BEGIN
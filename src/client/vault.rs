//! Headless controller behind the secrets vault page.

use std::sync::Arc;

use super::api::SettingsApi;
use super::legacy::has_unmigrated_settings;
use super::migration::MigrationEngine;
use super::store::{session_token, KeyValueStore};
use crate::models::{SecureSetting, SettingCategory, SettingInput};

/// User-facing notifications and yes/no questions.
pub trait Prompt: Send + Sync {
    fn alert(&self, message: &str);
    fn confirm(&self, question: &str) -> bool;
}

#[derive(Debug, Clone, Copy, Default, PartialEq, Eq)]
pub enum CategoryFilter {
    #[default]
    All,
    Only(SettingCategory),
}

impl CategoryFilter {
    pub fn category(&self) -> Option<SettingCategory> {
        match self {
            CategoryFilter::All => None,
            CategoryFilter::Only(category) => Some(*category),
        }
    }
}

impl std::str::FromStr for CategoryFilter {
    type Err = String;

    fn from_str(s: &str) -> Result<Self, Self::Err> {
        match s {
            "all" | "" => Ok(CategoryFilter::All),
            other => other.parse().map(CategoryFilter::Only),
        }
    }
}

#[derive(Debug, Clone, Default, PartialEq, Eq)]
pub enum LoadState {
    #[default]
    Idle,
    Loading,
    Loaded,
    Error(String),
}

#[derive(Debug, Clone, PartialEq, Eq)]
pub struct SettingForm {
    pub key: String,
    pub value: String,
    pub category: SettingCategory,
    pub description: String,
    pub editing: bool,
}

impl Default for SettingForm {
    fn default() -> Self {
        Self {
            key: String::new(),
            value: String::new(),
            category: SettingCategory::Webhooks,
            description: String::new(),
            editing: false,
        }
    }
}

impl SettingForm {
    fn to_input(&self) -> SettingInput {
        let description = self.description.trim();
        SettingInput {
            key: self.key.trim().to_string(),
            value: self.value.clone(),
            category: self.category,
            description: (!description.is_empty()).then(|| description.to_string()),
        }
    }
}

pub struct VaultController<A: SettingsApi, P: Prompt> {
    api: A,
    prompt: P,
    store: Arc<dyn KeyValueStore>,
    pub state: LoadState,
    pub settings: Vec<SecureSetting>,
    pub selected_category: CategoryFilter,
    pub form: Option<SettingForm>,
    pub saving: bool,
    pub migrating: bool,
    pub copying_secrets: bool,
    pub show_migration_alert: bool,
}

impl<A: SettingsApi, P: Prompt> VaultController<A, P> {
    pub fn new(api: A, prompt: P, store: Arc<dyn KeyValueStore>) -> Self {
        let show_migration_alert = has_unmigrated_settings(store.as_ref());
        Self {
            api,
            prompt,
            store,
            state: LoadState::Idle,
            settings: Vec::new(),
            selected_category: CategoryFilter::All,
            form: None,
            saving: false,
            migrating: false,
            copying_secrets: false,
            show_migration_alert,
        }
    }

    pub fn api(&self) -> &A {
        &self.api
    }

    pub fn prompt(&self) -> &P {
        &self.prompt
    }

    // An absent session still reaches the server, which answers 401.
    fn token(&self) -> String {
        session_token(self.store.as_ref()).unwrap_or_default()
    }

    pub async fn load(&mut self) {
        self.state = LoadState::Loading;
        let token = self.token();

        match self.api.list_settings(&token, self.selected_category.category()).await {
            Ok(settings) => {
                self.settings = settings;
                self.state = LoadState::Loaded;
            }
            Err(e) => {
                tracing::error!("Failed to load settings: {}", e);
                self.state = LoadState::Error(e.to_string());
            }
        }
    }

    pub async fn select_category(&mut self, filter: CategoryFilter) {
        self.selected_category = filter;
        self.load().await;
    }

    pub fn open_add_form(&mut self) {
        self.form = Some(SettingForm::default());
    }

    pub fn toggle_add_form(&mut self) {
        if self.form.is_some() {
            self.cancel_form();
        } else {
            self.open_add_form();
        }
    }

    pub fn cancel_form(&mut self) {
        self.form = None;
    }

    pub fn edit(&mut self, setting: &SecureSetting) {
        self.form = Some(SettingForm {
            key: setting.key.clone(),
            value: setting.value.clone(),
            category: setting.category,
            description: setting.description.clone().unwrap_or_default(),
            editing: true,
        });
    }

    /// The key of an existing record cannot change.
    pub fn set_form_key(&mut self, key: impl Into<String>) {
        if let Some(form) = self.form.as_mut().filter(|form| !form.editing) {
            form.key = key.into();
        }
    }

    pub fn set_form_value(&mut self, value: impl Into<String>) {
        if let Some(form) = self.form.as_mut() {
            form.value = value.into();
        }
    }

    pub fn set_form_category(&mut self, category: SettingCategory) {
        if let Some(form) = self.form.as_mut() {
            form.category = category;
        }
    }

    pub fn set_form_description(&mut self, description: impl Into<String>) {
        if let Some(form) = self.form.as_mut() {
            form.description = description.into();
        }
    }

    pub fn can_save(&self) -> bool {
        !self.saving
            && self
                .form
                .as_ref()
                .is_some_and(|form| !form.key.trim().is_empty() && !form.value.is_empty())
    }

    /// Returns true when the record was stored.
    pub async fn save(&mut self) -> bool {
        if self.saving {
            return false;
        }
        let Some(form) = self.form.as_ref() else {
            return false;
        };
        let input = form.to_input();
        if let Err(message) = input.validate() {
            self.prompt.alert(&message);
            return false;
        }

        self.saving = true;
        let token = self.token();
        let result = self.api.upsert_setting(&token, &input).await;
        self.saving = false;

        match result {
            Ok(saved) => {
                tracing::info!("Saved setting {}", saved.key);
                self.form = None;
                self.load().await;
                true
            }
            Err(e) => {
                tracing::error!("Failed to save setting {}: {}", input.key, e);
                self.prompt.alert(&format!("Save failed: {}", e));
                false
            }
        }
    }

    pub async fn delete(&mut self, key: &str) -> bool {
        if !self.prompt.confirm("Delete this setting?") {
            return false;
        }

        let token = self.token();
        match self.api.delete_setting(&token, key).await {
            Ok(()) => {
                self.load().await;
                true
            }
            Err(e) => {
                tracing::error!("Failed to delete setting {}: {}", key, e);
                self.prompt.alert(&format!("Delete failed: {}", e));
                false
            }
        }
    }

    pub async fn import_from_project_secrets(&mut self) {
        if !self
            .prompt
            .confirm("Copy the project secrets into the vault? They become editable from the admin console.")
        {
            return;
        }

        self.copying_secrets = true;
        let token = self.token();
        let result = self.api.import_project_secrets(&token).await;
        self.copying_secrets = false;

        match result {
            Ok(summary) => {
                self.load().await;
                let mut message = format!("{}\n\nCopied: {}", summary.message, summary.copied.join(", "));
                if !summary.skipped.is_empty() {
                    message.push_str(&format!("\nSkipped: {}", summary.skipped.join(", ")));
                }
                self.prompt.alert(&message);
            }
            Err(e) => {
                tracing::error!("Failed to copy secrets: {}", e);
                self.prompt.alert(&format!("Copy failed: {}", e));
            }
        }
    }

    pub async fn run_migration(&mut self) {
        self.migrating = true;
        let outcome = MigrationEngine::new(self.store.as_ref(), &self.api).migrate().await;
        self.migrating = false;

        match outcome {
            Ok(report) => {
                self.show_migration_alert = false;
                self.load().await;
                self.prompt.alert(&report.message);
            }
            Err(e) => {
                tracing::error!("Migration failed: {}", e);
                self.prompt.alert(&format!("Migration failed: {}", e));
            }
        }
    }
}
END
BEGIN
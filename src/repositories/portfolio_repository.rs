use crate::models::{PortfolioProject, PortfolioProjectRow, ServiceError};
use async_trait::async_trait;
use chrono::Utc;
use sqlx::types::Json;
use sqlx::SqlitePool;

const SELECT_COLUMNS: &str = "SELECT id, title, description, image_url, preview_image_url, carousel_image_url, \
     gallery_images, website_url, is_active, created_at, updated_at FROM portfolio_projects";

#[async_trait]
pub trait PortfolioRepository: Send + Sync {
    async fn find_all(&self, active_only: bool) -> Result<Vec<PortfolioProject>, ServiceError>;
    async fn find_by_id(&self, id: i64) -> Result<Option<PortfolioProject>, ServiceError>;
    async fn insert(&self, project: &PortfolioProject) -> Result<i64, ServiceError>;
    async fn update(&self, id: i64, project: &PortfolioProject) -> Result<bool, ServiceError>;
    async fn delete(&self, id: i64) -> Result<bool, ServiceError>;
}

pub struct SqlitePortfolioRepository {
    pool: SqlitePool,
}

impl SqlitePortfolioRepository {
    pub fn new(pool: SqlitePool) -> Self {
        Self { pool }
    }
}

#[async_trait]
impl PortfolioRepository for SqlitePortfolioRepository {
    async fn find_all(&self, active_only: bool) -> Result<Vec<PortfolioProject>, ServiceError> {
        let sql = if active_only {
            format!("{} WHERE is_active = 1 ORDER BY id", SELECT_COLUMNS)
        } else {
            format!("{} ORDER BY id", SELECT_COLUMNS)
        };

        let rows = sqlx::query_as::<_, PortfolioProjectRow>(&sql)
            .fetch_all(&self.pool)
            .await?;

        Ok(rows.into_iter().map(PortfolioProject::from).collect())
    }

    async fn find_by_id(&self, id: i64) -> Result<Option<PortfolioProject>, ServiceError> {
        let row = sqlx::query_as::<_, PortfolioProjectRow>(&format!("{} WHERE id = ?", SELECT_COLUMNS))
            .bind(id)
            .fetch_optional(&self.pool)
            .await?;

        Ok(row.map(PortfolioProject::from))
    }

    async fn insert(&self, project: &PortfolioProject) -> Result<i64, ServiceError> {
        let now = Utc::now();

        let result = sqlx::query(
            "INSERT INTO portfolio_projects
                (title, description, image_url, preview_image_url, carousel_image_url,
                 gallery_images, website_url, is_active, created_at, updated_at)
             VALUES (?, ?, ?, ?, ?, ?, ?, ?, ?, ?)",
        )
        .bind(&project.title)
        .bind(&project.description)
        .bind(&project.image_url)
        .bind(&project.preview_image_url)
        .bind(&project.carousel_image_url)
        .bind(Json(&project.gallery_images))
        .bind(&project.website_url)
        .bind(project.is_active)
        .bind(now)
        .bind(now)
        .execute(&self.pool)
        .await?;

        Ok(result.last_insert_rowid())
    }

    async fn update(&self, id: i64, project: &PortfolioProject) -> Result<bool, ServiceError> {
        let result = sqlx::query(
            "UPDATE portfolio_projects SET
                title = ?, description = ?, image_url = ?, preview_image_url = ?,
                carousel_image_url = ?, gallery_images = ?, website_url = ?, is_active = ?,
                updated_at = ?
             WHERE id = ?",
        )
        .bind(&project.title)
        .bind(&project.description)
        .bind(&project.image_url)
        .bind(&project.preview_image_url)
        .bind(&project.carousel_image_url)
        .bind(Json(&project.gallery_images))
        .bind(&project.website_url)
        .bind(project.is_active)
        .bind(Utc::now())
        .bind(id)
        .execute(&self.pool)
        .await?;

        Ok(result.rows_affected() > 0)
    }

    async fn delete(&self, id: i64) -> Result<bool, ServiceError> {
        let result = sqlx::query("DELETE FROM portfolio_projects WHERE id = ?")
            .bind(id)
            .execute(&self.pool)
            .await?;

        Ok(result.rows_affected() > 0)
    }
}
END
> Problem to solve: Nothing but a number should be given: the count of lines in the data above with the word "SettingForm".

> Written response: 6